Il contratto di lavoro a tempo indeterminato è la forma principale di rapporto di lavoro subordinato: il lavoratore svolge un lavoro sotto la guida del datore di lavoro e in cambio di una retribuzione

di Carlo Sala 1 ott 2019 ore 14:28

contratto-tempo-indeterminatoIl contratto di lavoro a tempo indeterminato è la forma principale di rapporto di lavoro subordinato. In tale rapporto il lavoratore svolge un lavoro sotto la guida del datore di lavoro e in cambio di una retribuzione da parte di quest'ultimo.

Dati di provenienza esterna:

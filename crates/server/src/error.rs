//! HTTP error responses.
//!
//! Every error body is a single JSON string.

use axum::Json;
use axum::http::StatusCode;
use axum::response::{IntoResponse, Response};

/// Errors returned by the HTTP handlers.
#[derive(Debug, thiserror::Error)]
#[error(transparent)]
pub struct HttpError(#[from] pub pdfsnap_core::Error);

impl HttpError {
    pub fn status(&self) -> StatusCode {
        StatusCode::from_u16(self.0.status_code()).unwrap_or(StatusCode::INTERNAL_SERVER_ERROR)
    }
}

impl IntoResponse for HttpError {
    fn into_response(self) -> Response {
        let status = self.status();
        if status.is_server_error() {
            tracing::error!(status = status.as_u16(), error = %self, "export failed");
        }
        (status, Json(self.0.message())).into_response()
    }
}
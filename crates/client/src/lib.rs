//! Client code for pdfsnap.
//!
//! This crate provides the headless-browser renderer and the exporter that
//! puts the whitelist, the artifact cache and the renderer together. It is
//! shared by the server and the CLI.

pub mod export;
pub mod render;

pub use export::{CacheStatus, PdfArtifact, PdfExporter};

#[cfg(feature = "render")]
pub use render::ChromiumLauncher;
pub use render::{Engine, EngineLauncher, RenderError, RenderOptions, Renderer, ScopedRenderer};
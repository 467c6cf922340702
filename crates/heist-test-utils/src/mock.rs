//! An in-memory [`PhysicsBackend`] with scripted contacts.
//!
//! Integration is deliberately crude (unit mass, explicit Euler, no
//! collision response): tests drive contacts by hand with
//! [`MockBackend::script_begin`] / [`MockBackend::script_end`]. Clones share
//! state, so a test can keep a handle on it after moving the backend into an app.

use std::collections::{BTreeMap, HashMap, VecDeque};
use std::sync::{Arc, Mutex, MutexGuard, PoisonError};

use glam::Vec2;
use heist_core::error::PhysicsError;
use heist_core::types::{BodyMode, FixtureId, Pose};
use heist_physics::backend::{BodyHandle, BodySpec, ContactListener, PhysicsBackend};

/// A contact event queued for delivery during a future step.
#[derive(Debug, Clone, Copy, PartialEq, Eq)]
pub enum ScriptedContact {
    Begin(FixtureId, FixtureId),
    End(FixtureId, FixtureId),
}

#[derive(Debug, Clone, PartialEq)]
pub struct MockBody {
    pub pose: Pose,
    pub velocity: Vec2,
    pub mode: BodyMode,
    pub gravity_scale: f32,
    pub fixtures: Vec<FixtureId>,
    /// Force accumulated since the last step.
    pub force: Vec2,
}

#[derive(Debug, Default)]
struct MockState {
    gravity: Vec2,
    bodies: BTreeMap<u64, MockBody>,
    next_handle: u64,
    script: VecDeque<ScriptedContact>,
    /// Forces applied before the most recent step, per handle.
    last_forces: HashMap<BodyHandle, Vec2>,
    impulses: Vec<(BodyHandle, Vec2)>,
    mode_changes: Vec<(BodyHandle, BodyMode)>,
    removed: Vec<BodyHandle>,
    steps: u64,
}

#[derive(Debug, Clone, Default)]
pub struct MockBackend {
    state: Arc<Mutex<MockState>>,
}

impl MockBackend {
    pub fn new() -> Self {
        Self::default()
    }

    fn lock(&self) -> MutexGuard<'_, MockState> {
        self.state.lock().unwrap_or_else(PoisonError::into_inner)
    }

    /// Deliver a begin-contact during the next step.
    pub fn script_begin(&self, a: FixtureId, b: FixtureId) {
        self.lock().script.push_back(ScriptedContact::Begin(a, b));
    }

    /// Deliver an end-contact during the next step.
    pub fn script_end(&self, a: FixtureId, b: FixtureId) {
        self.lock().script.push_back(ScriptedContact::End(a, b));
    }

    pub fn body(&self, handle: BodyHandle) -> Option<MockBody> {
        self.lock().bodies.get(&handle.0).cloned()
    }

    /// Total force applied to `handle` before the most recent step.
    pub fn last_force(&self, handle: BodyHandle) -> Vec2 {
        self.lock().last_forces.get(&handle).copied().unwrap_or(Vec2::ZERO)
    }

    pub fn impulses(&self) -> Vec<(BodyHandle, Vec2)> {
        self.lock().impulses.clone()
    }

    pub fn mode_changes(&self) -> Vec<(BodyHandle, BodyMode)> {
        self.lock().mode_changes.clone()
    }

    pub fn removed(&self) -> Vec<BodyHandle> {
        self.lock().removed.clone()
    }

    pub fn steps(&self) -> u64 {
        self.lock().steps
    }

    pub fn gravity(&self) -> Vec2 {
        self.lock().gravity
    }
}

impl PhysicsBackend for MockBackend {
    #[allow(clippy::unnecessary_literal_bound)]
    fn name(&self) -> &str {
        "mock"
    }

    fn set_gravity(&mut self, gravity: Vec2) {
        self.lock().gravity = gravity;
    }

    fn create_body(&mut self, spec: &BodySpec) -> Result<BodyHandle, PhysicsError> {
        let mut state = self.lock();
        let handle = state.next_handle;
        state.next_handle += 1;
        state.bodies.insert(handle, MockBody {
            pose: spec.pose,
            velocity: spec.velocity,
            mode: spec.mode,
            gravity_scale: spec.gravity_scale,
            fixtures: spec.fixtures.iter().map(|f| f.id).collect(),
            force: Vec2::ZERO,
        });
        Ok(BodyHandle(handle))
    }

    fn remove_body(&mut self, handle: BodyHandle) -> bool {
        let mut state = self.lock();
        let removed = state.bodies.remove(&handle.0).is_some();
        if removed {
            state.removed.push(handle);
        }
        removed
    }

    fn pose(&self, handle: BodyHandle) -> Option<Pose> {
        self.lock().bodies.get(&handle.0).map(|b| b.pose)
    }

    fn set_pose(&mut self, handle: BodyHandle, pose: Pose) {
        if let Some(body) = self.lock().bodies.get_mut(&handle.0) {
            body.pose = pose;
        }
    }

    fn velocity(&self, handle: BodyHandle) -> Option<Vec2> {
        self.lock().bodies.get(&handle.0).map(|b| b.velocity)
    }

    fn set_velocity(&mut self, handle: BodyHandle, velocity: Vec2) {
        if let Some(body) = self.lock().bodies.get_mut(&handle.0) {
            body.velocity = velocity;
        }
    }

    fn set_mode(&mut self, handle: BodyHandle, mode: BodyMode) {
        let mut state = self.lock();
        if let Some(body) = state.bodies.get_mut(&handle.0) {
            body.mode = mode;
            if mode != BodyMode::Dynamic {
                body.velocity = Vec2::ZERO;
            }
            state.mode_changes.push((handle, mode));
        }
    }

    fn apply_force(&mut self, handle: BodyHandle, force: Vec2) {
        if let Some(body) = self.lock().bodies.get_mut(&handle.0) {
            body.force += force;
        }
    }

    fn apply_impulse(&mut self, handle: BodyHandle, impulse: Vec2) {
        let mut state = self.lock();
        if let Some(body) = state.bodies.get_mut(&handle.0) {
            body.velocity += impulse;
            state.impulses.push((handle, impulse));
        }
    }

    fn step(&mut self, dt: f32, listener: &mut dyn ContactListener) {
        let script: Vec<ScriptedContact> = {
            let mut state = self.lock();
            let gravity = state.gravity;
            let mut forces = HashMap::new();
            for (&handle, body) in &mut state.bodies {
                forces.insert(BodyHandle(handle), body.force);
                if body.mode == BodyMode::Dynamic {
                    body.velocity += (gravity * body.gravity_scale + body.force) * dt;
                    body.pose.position += body.velocity * dt;
                }
                body.force = Vec2::ZERO;
            }
            state.last_forces = forces;
            state.steps += 1;
            state.script.drain(..).collect()
        };
        // the lock is released so listeners may query the backend
        for contact in script {
            match contact {
                ScriptedContact::Begin(a, b) => listener.begin_contact(a, b),
                ScriptedContact::End(a, b) => listener.end_contact(a, b),
            }
        }
    }

    fn clear(&mut self) {
        let mut state = self.lock();
        let gravity = state.gravity;
        *state = MockState {
            gravity,
            ..MockState::default()
        };
    }

    fn body_count(&self) -> usize {
        self.lock().bodies.len()
    }
}

// ---------------------------------------------------------------------------
// Tests
// ---------------------------------------------------------------------------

La legge favorisce questo tipo di contratto di lavoro in 3 modi:

  •  disponendo che, in assenza di diversa indicazione, il rapporto di lavoro subordinato si intenda a tempo indeterminato (articolo 1, comma 1, del decreto legislativo n. 368 del 6 settembre 2001);
  •  ponendo vincoli per il ricorso ad altri tipi di contratto di lavoro;
  •  stabilendo la conversione di quei contratti in contratti di lavoro a tempo indeterminato se non sono rispettati i vincoli previsti.

 

La forma del contratto di lavoro a tempo indeterminato

In generale, il contratto di lavoro a tempo indeterminato può essere stipulato in forma sia scritta che orale. Può essere stipulato anche tacitamente, quando un lavoratore svolge un’attività per un’altra persona che accetta tale attività e la retribuisce. La forma scritta è richiesta solo in precisi casi indicati dalla legge o quando si concordano elementi accessori che non rientrano nell’attività lavorativa principale. In ogni caso, il datore di lavoro deve fornire per iscritto al lavoratore le informazioni essenziali sul rapporto di lavoro (anzitutto attività da svolgere e retribuzione prevista).
L’attività lavorativa oggetto del contratto può essere di qualunque tipo, purché sia lecita e possibile (cioè non vietata dalla legge e concretamente realizzabile).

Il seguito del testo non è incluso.